Prompt
Retyping each entry exactly is the whole task.

(Saved entries)
+ + + + +

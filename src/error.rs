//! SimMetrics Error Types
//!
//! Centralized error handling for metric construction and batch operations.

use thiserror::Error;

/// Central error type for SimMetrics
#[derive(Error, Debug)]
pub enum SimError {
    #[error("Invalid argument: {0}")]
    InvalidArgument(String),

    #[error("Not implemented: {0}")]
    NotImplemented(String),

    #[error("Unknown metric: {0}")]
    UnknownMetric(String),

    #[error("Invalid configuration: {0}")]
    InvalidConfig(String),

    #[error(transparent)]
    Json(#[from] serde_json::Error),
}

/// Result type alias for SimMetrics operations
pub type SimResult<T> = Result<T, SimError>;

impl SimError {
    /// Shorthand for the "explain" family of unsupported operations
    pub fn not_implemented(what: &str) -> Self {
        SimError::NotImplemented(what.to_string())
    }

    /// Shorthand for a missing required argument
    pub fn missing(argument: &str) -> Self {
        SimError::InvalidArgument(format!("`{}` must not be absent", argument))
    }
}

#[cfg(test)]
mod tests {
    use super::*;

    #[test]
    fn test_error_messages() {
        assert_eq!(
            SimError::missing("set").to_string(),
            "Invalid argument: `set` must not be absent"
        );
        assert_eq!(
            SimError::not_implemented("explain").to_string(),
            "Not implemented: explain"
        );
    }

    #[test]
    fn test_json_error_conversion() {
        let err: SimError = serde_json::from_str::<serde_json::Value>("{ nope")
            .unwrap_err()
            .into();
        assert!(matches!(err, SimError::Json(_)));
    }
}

+ + + + +

Solution for this task
filename src/error.rs
//! SimMetrics Error Types
//!
//! Centralized error handling for metric construction and batch operations.

use thiserror::Error;

/// Central error type for SimMetrics
#[derive(Error, Debug)]
pub enum SimError {
    #[error("Invalid argument: {0}")]
    InvalidArgument(String),

    #[error("Not implemented: {0}")]
    NotImplemented(String),

    #[error("Unknown metric: {0}")]
    UnknownMetric(String),

    #[error("Invalid configuration: {0}")]
    InvalidConfig(String),

    #[error(transparent)]
    Json(#[from] serde_json::Error),
}

/// Result type alias for SimMetrics operations
pub type SimResult<T> = Result<T, SimError>;

impl SimError {
    /// Shorthand for the "explain" family of unsupported operations
    pub fn not_implemented(what: &str) -> Self {
        SimError::NotImplemented(what.to_string())
    }

    /// Shorthand for a missing required argument
    pub fn missing(argument: &str) -> Self {
        SimError::InvalidArgument(format!("`{}` must not be absent", argument))
    }
}

#[cfg(test)]
mod tests {
    use super::*;

    #[test]
    fn test_error_messages() {
        assert_eq!(
            SimError::missing("set").to_string(),
            "Invalid argument: `set` must not be absent"
        );
        assert_eq!(
            SimError::not_implemented("explain").to_string(),
            "Not implemented: explain"
        );
    }

    #[test]
    fn test_json_error_conversion() {
        let err: SimError = serde_json::from_str::<serde_json::Value>("{ nope")
            .unwrap_err()
            .into();
        assert!(matches!(err, SimError::Json(_)));
    }
}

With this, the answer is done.